Every line of the entries that holds the word "bail" is to be copied.
#### TASK INPUT
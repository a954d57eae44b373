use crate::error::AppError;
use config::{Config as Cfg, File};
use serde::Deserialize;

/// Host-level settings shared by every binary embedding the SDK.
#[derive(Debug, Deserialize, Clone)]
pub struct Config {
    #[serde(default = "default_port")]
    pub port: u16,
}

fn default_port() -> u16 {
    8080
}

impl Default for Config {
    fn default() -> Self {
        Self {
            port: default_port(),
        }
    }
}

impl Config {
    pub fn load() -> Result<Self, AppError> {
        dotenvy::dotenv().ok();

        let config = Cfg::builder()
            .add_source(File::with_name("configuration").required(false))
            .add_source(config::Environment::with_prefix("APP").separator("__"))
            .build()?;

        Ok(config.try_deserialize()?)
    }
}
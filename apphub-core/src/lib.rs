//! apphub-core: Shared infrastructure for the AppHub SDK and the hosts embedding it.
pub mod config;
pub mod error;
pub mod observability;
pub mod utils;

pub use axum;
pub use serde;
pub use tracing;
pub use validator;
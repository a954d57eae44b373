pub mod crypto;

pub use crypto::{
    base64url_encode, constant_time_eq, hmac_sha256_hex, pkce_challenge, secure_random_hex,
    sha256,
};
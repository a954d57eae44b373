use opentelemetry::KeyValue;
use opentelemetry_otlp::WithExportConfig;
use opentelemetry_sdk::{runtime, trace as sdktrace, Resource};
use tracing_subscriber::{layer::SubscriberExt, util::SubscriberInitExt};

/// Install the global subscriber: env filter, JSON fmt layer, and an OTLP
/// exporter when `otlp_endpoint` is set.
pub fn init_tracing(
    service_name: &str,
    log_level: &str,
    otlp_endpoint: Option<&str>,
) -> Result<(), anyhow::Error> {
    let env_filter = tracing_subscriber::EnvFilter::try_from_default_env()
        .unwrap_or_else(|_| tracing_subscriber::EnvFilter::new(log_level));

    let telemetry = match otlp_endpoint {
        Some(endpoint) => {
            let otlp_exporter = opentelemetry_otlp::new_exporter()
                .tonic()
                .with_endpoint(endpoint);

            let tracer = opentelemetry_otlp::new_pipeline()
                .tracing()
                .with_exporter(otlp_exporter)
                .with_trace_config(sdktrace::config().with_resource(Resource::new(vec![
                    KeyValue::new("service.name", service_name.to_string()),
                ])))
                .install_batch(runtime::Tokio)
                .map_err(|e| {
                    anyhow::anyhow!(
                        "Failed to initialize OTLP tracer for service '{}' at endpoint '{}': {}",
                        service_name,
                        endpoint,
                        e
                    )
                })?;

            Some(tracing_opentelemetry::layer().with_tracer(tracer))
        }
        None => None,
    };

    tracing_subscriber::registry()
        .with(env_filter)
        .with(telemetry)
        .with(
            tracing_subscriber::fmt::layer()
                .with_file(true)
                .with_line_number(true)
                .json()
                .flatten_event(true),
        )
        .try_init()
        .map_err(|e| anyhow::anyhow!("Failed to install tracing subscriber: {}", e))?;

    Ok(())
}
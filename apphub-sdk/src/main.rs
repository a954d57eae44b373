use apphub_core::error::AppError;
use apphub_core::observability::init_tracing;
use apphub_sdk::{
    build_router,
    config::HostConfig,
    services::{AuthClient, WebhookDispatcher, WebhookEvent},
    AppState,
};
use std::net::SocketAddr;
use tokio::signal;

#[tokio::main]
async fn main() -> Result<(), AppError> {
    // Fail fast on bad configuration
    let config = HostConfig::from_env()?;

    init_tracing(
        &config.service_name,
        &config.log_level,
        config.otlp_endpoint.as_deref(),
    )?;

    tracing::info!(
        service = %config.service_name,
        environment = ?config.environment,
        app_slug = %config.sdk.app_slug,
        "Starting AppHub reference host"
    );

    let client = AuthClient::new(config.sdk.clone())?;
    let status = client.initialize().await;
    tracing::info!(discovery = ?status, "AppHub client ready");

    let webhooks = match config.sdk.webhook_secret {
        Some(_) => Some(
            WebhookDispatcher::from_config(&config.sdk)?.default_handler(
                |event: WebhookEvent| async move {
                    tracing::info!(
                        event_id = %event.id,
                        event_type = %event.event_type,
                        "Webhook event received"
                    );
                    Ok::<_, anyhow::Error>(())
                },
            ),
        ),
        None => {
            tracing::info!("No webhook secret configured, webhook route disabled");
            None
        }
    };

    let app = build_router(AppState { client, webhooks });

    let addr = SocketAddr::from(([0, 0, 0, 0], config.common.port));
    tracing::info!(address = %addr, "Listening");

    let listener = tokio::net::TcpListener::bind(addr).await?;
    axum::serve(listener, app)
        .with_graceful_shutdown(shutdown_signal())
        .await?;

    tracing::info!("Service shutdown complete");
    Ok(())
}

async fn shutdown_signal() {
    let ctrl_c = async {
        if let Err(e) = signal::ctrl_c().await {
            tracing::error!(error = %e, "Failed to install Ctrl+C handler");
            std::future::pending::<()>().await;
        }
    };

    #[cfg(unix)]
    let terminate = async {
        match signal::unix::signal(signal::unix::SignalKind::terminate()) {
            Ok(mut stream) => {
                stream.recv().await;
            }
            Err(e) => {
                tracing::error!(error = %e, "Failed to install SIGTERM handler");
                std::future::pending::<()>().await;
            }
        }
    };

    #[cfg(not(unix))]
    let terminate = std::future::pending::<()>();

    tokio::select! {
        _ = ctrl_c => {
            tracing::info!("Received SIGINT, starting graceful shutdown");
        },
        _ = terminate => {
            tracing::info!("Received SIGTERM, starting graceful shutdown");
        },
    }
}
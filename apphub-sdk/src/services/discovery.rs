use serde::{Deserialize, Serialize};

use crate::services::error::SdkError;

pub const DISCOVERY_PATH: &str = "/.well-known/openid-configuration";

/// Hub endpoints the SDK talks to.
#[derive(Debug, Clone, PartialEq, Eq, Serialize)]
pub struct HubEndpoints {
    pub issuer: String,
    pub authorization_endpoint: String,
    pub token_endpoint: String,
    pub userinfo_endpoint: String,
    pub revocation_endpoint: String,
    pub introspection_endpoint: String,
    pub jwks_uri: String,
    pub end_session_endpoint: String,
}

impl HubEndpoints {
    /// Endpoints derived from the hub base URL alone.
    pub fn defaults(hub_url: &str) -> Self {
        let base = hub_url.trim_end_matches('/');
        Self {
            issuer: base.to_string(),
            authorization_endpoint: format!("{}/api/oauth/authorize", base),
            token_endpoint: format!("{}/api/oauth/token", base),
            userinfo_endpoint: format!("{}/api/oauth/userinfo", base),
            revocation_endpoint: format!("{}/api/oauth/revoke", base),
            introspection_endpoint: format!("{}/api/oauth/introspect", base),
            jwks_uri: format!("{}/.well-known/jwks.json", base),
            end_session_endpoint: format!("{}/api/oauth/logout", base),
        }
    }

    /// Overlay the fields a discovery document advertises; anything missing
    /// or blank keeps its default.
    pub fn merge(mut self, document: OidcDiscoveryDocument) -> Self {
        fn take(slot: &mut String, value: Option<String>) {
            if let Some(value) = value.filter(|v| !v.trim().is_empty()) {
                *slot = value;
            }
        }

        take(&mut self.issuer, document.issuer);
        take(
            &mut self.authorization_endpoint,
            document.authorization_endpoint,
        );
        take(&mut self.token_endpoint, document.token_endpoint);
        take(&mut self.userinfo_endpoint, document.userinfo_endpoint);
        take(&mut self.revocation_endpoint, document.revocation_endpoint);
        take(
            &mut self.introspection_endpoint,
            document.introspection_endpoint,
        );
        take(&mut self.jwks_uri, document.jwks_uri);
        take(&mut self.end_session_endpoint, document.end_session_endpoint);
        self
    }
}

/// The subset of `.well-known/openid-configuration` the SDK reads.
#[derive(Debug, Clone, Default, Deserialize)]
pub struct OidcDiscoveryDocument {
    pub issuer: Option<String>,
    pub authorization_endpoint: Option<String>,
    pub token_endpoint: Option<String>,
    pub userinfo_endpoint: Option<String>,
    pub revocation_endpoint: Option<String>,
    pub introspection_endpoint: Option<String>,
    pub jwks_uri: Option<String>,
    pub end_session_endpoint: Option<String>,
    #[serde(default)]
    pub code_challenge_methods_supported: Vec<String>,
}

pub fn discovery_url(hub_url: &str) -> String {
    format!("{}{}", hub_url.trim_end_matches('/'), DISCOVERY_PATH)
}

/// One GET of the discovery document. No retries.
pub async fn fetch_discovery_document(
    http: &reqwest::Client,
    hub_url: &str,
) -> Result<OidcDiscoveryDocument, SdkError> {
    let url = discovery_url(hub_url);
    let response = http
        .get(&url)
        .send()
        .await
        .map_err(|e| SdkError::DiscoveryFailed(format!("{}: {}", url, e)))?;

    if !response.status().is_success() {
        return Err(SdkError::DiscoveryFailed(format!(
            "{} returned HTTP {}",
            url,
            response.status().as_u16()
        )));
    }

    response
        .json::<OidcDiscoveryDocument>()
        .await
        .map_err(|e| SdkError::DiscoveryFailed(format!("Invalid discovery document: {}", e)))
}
########
#### TASK INPUT
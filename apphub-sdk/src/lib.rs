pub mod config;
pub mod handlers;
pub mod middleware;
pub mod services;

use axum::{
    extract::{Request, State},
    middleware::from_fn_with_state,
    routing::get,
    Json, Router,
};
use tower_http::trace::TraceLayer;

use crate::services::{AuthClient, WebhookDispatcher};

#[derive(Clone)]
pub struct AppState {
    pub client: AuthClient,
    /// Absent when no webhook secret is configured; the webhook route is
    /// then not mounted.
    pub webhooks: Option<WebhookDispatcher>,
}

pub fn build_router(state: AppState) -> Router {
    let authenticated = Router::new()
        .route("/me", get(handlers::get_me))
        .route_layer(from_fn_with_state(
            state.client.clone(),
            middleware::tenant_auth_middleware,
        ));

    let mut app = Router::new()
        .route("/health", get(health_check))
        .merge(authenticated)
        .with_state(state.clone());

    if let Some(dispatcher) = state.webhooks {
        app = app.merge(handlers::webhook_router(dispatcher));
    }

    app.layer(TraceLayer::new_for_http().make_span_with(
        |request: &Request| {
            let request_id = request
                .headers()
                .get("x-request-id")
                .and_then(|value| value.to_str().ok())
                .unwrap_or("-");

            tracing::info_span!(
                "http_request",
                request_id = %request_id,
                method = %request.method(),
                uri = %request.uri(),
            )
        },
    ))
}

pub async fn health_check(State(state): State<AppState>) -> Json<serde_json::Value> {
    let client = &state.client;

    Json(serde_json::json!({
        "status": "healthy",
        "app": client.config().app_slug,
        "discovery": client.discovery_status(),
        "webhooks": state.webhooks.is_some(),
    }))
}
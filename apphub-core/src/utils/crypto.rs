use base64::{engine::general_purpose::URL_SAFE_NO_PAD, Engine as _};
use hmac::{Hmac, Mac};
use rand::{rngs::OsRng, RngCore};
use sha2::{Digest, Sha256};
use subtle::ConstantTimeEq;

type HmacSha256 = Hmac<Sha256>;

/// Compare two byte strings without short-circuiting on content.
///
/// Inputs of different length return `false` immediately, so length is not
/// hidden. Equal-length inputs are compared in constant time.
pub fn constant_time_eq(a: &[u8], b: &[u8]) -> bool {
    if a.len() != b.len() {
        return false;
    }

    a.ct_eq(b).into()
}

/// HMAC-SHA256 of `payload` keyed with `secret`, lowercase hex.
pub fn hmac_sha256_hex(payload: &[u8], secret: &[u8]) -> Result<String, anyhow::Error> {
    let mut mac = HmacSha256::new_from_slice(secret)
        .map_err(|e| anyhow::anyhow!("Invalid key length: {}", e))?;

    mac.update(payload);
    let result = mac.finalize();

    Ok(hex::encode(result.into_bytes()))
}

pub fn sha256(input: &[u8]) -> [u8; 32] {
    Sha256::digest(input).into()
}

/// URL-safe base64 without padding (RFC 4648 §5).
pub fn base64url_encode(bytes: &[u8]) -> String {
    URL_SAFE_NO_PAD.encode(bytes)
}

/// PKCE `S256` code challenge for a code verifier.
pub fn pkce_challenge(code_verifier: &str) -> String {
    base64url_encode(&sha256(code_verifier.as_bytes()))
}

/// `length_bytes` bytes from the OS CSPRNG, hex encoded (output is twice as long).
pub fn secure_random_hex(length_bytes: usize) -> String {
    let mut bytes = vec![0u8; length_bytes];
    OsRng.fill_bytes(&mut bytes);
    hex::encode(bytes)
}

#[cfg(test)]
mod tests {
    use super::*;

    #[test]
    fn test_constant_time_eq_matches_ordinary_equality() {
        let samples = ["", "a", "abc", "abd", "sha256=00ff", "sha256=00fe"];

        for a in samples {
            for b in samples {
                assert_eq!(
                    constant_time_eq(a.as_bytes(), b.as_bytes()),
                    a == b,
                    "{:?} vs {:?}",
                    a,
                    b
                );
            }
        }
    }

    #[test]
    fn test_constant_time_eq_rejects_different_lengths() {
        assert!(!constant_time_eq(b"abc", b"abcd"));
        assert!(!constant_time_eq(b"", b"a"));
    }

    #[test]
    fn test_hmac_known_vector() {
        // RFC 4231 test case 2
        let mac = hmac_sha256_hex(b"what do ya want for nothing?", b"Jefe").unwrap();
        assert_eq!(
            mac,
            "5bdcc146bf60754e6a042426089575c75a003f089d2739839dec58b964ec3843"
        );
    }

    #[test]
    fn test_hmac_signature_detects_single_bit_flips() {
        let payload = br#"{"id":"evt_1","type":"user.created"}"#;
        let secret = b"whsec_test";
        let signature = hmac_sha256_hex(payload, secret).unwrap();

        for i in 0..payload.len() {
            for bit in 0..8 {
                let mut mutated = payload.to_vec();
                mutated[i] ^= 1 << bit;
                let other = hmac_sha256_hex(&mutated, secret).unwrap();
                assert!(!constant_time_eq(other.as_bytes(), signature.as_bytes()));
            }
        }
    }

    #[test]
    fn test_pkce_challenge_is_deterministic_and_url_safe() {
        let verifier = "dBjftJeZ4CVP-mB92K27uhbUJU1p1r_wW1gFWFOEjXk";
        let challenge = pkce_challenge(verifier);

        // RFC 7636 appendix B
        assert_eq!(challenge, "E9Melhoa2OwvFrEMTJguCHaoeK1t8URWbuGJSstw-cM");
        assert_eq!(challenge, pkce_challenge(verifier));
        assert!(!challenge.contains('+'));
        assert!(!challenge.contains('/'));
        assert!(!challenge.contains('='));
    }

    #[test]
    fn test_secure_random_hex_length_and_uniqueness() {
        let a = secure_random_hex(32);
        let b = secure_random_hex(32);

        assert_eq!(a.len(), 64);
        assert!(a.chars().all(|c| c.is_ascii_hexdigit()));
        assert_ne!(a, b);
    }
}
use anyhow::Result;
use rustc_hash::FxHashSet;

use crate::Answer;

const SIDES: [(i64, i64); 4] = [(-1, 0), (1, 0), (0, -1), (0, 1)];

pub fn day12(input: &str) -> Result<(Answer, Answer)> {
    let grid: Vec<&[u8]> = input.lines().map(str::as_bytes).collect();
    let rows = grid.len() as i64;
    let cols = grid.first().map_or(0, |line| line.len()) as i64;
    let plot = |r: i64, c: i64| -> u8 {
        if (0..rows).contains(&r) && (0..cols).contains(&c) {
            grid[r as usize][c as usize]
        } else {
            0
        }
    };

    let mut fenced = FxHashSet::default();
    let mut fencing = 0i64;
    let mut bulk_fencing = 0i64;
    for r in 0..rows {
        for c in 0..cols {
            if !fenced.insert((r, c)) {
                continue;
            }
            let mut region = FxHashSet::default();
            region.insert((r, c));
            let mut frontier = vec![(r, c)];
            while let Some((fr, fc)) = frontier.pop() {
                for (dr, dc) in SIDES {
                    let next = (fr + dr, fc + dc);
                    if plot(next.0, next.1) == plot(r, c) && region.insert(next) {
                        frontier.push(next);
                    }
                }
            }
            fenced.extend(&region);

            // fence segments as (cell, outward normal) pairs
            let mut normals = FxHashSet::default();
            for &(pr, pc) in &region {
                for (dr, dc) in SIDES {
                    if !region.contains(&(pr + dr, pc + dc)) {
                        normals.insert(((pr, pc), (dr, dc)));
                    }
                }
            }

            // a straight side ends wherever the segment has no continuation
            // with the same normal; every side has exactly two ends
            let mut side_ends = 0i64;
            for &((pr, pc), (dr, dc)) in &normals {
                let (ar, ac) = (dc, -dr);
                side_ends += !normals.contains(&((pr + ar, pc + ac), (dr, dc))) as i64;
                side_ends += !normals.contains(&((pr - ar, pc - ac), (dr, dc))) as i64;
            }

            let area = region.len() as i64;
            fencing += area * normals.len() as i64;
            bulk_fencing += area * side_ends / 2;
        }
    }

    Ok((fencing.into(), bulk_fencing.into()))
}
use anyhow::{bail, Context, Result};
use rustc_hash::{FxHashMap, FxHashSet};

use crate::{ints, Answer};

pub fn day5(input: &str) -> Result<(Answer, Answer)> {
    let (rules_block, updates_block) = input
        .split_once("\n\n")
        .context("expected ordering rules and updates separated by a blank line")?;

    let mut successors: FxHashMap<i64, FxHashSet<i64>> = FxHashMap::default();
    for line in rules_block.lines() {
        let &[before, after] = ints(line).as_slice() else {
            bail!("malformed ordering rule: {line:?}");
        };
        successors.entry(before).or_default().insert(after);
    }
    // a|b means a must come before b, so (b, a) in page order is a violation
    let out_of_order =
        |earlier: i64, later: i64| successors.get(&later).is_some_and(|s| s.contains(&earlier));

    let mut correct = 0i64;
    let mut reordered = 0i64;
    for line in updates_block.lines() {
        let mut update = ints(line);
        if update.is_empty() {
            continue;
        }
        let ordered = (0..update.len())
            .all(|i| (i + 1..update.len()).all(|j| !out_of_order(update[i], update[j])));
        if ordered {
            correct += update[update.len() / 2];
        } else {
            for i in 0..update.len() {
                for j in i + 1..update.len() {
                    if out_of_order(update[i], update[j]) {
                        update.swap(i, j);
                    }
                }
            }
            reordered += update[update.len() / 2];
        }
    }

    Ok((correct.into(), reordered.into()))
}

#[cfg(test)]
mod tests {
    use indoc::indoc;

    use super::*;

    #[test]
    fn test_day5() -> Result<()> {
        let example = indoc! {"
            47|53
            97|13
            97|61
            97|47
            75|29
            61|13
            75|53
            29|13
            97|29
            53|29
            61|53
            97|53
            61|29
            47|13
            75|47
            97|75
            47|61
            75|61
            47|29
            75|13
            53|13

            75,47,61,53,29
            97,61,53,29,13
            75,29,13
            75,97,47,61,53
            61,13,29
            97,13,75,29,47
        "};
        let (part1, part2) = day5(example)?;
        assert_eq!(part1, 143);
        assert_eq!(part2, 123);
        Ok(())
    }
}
########
#### TASK INPUT
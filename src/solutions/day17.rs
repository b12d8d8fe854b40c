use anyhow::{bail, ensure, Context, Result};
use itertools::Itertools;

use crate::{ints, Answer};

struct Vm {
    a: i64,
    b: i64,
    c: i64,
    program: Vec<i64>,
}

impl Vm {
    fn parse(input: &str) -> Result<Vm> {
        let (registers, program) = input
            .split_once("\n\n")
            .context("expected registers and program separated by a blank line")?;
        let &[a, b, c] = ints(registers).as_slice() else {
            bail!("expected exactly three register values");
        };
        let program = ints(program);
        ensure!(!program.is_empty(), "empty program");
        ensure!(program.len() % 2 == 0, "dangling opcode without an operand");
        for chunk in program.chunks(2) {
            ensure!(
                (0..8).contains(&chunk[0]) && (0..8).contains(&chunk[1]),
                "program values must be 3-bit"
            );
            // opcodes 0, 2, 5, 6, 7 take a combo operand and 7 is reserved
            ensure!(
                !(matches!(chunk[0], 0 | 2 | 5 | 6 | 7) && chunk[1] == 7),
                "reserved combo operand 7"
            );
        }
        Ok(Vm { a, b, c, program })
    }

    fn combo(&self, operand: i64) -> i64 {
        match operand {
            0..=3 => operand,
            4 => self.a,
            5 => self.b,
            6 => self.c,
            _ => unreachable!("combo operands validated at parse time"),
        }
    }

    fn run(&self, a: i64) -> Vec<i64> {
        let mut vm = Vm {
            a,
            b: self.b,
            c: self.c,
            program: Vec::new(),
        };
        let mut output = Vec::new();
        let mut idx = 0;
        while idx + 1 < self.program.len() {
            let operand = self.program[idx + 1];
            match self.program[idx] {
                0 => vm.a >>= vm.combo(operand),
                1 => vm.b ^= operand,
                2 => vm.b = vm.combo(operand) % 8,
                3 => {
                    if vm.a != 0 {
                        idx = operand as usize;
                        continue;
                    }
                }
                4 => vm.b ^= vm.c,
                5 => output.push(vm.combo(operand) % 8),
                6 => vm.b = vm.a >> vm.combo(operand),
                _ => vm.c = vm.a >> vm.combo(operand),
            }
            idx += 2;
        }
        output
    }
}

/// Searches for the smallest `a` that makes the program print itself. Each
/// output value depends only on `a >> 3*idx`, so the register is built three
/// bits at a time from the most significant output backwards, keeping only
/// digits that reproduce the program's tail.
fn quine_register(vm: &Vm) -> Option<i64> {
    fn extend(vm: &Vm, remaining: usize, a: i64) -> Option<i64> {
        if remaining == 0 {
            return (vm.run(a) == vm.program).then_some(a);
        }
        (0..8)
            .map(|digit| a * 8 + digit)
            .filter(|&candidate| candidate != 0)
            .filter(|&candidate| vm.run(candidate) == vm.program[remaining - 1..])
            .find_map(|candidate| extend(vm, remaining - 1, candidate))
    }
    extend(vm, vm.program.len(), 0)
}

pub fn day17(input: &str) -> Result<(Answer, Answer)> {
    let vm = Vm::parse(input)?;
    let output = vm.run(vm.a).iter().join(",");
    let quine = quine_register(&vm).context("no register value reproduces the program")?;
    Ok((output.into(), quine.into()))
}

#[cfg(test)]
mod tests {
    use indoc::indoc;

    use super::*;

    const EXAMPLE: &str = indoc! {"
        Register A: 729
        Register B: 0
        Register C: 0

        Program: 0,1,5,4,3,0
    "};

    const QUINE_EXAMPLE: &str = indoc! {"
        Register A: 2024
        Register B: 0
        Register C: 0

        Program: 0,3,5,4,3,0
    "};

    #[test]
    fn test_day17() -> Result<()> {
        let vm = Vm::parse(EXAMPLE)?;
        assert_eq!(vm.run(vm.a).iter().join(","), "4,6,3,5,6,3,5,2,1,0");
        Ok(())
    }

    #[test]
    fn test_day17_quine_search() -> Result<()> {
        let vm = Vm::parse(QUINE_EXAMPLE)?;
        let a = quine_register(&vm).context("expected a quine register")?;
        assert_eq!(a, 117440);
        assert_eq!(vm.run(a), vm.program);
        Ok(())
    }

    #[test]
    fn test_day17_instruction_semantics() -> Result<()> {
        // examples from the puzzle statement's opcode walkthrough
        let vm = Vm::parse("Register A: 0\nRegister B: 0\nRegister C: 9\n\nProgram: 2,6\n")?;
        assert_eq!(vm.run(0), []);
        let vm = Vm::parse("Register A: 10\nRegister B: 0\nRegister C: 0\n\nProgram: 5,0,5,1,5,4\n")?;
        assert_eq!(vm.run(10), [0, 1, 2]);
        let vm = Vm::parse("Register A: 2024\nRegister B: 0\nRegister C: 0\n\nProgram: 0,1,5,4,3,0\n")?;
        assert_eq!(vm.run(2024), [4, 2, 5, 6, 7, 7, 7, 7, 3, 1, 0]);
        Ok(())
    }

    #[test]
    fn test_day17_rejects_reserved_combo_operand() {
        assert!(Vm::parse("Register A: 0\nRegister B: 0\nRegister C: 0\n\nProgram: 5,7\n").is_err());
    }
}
########
> [RESPONSE]:
use anyhow::{bail, Context, Result};
            bail!("malformed ordering rule: {line:?}");
use anyhow::{bail, ensure, Context, Result};
            bail!("expected exactly three register values");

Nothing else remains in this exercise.